Work request:
The entries follow. Print each one exactly.

Given records:

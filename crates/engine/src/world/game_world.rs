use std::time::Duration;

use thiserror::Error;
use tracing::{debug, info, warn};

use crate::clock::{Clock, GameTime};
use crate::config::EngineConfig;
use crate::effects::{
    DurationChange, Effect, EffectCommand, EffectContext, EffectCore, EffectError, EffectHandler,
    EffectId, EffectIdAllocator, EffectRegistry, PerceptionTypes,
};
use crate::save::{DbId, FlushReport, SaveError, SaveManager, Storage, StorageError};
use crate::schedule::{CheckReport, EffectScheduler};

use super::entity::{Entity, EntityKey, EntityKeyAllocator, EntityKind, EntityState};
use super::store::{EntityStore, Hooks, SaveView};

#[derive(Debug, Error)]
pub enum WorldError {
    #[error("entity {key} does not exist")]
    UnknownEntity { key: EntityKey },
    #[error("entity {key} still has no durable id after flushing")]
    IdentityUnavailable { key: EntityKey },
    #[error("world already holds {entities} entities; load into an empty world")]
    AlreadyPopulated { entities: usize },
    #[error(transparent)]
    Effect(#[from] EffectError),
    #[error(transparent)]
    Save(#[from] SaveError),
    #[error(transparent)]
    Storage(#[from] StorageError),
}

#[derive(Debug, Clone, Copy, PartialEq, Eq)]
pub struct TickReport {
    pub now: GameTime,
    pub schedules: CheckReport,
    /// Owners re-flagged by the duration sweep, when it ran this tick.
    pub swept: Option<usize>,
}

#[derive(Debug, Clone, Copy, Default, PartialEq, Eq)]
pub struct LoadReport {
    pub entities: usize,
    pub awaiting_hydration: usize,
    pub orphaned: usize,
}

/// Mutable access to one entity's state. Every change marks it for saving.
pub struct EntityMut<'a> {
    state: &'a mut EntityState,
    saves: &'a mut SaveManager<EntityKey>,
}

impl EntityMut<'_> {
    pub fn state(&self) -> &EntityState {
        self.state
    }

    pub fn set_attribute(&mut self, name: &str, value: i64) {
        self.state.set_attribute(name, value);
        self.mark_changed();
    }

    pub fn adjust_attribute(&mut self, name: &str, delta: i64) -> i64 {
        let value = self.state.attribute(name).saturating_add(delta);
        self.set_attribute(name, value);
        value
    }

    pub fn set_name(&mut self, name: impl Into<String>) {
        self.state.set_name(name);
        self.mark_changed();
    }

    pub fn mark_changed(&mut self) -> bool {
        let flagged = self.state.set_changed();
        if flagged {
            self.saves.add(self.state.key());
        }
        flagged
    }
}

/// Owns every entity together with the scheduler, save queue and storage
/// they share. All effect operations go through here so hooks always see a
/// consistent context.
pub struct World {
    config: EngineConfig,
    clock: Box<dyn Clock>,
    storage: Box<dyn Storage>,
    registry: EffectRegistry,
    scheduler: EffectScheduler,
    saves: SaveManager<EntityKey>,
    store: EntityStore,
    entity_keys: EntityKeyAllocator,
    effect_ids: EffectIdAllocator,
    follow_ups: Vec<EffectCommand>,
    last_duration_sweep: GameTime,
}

Solution for this exercise:
filename crates/engine/src/world/game_world.rs
use std::time::Duration;

use thiserror::Error;
use tracing::{debug, info, warn};

use crate::clock::{Clock, GameTime};
use crate::config::EngineConfig;
use crate::effects::{
    DurationChange, Effect, EffectCommand, EffectContext, EffectCore, EffectError, EffectHandler,
    EffectId, EffectIdAllocator, EffectRegistry, PerceptionTypes,
};
use crate::save::{DbId, FlushReport, SaveError, SaveManager, Storage, StorageError};
use crate::schedule::{CheckReport, EffectScheduler};

use super::entity::{Entity, EntityKey, EntityKeyAllocator, EntityKind, EntityState};
use super::store::{EntityStore, Hooks, SaveView};

#[derive(Debug, Error)]
pub enum WorldError {
    #[error("entity {key} does not exist")]
    UnknownEntity { key: EntityKey },
    #[error("entity {key} still has no durable id after flushing")]
    IdentityUnavailable { key: EntityKey },
    #[error("world already holds {entities} entities; load into an empty world")]
    AlreadyPopulated { entities: usize },
    #[error(transparent)]
    Effect(#[from] EffectError),
    #[error(transparent)]
    Save(#[from] SaveError),
    #[error(transparent)]
    Storage(#[from] StorageError),
}

#[derive(Debug, Clone, Copy, PartialEq, Eq)]
pub struct TickReport {
    pub now: GameTime,
    pub schedules: CheckReport,
    /// Owners re-flagged by the duration sweep, when it ran this tick.
    pub swept: Option<usize>,
}

#[derive(Debug, Clone, Copy, Default, PartialEq, Eq)]
pub struct LoadReport {
    pub entities: usize,
    pub awaiting_hydration: usize,
    pub orphaned: usize,
}

/// Mutable access to one entity's state. Every change marks it for saving.
pub struct EntityMut<'a> {
    state: &'a mut EntityState,
    saves: &'a mut SaveManager<EntityKey>,
}

impl EntityMut<'_> {
    pub fn state(&self) -> &EntityState {
        self.state
    }

    pub fn set_attribute(&mut self, name: &str, value: i64) {
        self.state.set_attribute(name, value);
        self.mark_changed();
    }

    pub fn adjust_attribute(&mut self, name: &str, delta: i64) -> i64 {
        let value = self.state.attribute(name).saturating_add(delta);
        self.set_attribute(name, value);
        value
    }

    pub fn set_name(&mut self, name: impl Into<String>) {
        self.state.set_name(name);
        self.mark_changed();
    }

    pub fn mark_changed(&mut self) -> bool {
        let flagged = self.state.set_changed();
        if flagged {
            self.saves.add(self.state.key());
        }
        flagged
    }
}

/// Owns every entity together with the scheduler, save queue and storage
/// they share. All effect operations go through here so hooks always see a
/// consistent context.
pub struct World {
    config: EngineConfig,
    clock: Box<dyn Clock>,
    storage: Box<dyn Storage>,
    registry: EffectRegistry,
    scheduler: EffectScheduler,
    saves: SaveManager<EntityKey>,
    store: EntityStore,
    entity_keys: EntityKeyAllocator,
    effect_ids: EffectIdAllocator,
    follow_ups: Vec<EffectCommand>,
    last_duration_sweep: GameTime,
}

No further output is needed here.